Recorded data
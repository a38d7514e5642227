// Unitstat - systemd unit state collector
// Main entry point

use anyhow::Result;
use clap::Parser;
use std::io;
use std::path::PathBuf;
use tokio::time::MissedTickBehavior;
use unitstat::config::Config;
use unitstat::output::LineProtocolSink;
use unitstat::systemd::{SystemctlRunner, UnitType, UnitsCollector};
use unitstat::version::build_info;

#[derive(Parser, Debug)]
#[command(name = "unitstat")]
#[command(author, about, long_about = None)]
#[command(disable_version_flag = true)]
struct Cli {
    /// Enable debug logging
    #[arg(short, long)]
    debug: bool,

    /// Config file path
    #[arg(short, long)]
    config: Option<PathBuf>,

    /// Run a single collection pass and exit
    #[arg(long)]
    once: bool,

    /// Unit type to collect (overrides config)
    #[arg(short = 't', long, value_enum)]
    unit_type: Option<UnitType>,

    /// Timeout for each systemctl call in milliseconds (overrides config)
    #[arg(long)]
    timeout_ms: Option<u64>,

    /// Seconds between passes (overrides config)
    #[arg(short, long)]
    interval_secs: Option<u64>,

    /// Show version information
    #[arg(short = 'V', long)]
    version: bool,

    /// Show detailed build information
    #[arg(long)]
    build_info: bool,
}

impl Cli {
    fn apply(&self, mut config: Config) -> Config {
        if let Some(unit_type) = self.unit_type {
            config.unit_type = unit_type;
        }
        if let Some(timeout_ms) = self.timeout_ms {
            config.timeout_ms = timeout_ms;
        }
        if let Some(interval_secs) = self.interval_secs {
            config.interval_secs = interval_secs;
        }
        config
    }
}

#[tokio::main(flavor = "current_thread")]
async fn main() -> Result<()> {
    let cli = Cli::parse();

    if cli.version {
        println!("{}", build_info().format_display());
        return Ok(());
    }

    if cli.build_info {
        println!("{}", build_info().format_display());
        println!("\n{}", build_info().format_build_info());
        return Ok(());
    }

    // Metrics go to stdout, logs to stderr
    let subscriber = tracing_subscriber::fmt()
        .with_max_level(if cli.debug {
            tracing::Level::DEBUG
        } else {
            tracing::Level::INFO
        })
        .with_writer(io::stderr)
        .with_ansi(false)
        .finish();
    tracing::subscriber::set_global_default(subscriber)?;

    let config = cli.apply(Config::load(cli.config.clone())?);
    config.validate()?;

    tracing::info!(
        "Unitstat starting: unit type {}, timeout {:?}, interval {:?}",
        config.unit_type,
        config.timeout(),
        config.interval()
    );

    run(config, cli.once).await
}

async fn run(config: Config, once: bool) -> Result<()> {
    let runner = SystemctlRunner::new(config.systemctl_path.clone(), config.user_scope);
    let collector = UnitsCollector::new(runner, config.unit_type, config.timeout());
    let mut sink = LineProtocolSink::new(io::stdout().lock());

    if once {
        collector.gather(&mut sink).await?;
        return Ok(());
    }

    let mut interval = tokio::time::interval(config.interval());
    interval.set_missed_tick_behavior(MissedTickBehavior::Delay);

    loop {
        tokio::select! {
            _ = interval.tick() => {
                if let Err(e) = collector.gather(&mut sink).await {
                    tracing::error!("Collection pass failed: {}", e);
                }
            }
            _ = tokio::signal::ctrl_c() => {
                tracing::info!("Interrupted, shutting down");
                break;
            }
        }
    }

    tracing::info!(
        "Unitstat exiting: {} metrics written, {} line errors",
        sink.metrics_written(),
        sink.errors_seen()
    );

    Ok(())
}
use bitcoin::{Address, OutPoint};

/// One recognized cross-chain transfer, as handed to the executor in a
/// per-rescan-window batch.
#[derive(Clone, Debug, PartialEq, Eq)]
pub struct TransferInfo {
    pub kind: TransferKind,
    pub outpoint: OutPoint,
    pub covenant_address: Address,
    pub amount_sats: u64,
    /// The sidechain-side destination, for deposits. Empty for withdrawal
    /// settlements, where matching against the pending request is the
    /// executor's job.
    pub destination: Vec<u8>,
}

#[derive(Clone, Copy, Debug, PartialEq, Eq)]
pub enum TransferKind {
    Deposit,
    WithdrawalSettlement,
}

--

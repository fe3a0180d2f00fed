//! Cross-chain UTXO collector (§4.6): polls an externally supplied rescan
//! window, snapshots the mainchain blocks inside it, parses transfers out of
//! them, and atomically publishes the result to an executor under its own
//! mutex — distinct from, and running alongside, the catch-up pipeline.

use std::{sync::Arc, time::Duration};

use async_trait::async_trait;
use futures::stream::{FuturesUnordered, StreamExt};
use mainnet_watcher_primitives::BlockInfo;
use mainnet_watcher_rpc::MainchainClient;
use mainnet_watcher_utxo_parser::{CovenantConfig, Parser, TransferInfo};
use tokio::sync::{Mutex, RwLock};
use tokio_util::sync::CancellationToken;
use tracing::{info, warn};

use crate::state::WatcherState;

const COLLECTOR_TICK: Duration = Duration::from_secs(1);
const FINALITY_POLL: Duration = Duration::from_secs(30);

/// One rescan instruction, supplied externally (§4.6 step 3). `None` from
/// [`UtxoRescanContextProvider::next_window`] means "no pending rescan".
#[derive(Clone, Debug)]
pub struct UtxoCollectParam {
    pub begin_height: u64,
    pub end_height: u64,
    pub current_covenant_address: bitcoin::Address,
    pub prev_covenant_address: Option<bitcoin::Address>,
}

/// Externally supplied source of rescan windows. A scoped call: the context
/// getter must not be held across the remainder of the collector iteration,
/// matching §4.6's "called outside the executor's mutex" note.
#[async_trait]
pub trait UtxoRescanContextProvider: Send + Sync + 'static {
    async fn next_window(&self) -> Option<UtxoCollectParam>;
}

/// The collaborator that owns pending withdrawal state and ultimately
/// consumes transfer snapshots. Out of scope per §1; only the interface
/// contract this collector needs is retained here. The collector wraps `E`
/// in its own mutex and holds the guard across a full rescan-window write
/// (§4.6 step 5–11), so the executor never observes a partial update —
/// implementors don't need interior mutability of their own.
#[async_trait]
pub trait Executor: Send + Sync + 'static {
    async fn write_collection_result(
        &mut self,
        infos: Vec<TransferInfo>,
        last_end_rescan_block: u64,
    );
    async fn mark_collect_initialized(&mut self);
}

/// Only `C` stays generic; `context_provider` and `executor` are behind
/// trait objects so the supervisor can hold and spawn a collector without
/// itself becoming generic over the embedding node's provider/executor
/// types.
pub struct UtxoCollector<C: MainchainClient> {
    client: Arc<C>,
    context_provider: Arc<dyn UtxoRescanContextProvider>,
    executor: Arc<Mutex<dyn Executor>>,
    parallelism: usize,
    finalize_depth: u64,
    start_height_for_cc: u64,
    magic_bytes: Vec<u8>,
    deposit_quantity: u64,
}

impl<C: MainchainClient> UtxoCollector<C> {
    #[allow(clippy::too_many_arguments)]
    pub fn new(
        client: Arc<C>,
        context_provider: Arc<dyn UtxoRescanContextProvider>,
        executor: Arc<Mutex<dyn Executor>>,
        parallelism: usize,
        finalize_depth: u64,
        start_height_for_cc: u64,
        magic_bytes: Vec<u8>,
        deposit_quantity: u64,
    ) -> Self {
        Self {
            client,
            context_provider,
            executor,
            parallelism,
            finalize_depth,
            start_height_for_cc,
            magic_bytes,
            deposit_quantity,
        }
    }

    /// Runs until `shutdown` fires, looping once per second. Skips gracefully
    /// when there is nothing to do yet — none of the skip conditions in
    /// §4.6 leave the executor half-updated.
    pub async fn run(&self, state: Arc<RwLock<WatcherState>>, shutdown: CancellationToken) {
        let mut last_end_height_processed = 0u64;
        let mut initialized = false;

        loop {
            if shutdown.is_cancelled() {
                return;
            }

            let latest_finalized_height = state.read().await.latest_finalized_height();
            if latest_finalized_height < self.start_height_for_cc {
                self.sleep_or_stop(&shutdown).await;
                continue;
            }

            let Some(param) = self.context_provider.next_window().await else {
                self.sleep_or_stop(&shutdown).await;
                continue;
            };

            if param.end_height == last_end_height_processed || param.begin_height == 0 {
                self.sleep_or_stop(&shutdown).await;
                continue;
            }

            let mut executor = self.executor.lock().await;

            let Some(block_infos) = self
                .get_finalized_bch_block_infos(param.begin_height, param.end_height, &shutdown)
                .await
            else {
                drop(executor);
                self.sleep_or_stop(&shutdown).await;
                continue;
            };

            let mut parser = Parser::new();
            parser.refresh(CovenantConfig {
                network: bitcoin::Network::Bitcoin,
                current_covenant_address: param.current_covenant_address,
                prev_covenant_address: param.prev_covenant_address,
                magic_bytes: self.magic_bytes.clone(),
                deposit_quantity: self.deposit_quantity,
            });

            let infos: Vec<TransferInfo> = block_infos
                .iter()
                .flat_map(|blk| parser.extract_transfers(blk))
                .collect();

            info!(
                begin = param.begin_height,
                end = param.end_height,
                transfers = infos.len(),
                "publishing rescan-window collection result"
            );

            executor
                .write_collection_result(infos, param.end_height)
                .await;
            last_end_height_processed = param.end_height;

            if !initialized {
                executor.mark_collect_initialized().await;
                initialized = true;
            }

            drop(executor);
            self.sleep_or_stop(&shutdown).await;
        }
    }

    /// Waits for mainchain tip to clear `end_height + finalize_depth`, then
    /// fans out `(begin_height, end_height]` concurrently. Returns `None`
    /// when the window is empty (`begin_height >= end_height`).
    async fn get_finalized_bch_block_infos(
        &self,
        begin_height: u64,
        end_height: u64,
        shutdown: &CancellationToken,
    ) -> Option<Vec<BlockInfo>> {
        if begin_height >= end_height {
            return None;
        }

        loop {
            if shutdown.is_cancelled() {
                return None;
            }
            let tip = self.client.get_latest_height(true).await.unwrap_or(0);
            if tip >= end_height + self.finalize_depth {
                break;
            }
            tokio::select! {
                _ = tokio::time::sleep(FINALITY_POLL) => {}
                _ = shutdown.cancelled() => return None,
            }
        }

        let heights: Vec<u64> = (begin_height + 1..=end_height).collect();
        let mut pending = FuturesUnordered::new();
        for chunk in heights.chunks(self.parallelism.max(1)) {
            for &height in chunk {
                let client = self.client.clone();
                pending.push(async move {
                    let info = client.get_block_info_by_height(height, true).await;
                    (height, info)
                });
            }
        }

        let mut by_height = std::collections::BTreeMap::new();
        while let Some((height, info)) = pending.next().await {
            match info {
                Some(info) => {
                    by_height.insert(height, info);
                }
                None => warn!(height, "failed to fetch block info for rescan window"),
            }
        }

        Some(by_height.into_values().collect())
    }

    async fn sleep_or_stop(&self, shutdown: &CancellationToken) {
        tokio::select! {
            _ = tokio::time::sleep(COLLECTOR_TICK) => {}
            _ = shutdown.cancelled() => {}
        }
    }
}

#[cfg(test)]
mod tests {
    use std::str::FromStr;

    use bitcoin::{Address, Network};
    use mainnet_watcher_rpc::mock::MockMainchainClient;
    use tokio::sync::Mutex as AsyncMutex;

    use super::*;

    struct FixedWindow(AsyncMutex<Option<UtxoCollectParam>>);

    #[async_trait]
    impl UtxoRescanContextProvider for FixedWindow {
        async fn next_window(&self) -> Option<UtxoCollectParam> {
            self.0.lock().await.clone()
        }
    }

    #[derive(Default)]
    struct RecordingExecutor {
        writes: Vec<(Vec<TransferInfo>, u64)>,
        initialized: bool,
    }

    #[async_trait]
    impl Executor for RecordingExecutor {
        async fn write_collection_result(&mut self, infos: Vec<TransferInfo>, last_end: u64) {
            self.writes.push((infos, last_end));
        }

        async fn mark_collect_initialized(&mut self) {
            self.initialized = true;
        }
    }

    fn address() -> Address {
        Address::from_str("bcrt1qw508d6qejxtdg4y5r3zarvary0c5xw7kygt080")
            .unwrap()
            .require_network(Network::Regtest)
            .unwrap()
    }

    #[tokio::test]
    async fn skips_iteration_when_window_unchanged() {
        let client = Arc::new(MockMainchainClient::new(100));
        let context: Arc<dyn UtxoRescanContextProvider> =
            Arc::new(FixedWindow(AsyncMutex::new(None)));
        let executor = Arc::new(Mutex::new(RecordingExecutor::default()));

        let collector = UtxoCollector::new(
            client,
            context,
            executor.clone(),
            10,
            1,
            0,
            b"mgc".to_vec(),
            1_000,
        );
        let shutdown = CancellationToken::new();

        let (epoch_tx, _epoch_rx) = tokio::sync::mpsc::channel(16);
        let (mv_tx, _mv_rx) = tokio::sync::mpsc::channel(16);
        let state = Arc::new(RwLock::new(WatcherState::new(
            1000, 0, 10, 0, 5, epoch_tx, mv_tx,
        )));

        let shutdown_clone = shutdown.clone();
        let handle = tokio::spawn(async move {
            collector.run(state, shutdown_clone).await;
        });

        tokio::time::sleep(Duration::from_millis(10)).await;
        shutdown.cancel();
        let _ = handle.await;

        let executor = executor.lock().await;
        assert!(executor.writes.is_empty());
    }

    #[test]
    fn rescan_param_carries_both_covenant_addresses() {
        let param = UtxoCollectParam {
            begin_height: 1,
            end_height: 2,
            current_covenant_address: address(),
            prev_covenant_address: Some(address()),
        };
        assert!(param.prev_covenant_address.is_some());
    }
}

PROBLEM STATEMENT.
From the records above, transcribe exactly the run of lines that opens with the line holding "#[arg(short = 't', long, value_enum)]" and closes with the line holding "passes (overrides config)", both included.

ANSWER SECTION.
    #[arg(short = 't', long, value_enum)]
    unit_type: Option<UnitType>,

    /// Timeout for each systemctl call in milliseconds (overrides config)
    #[arg(long)]
    timeout_ms: Option<u64>,

    /// Seconds between passes (overrides config)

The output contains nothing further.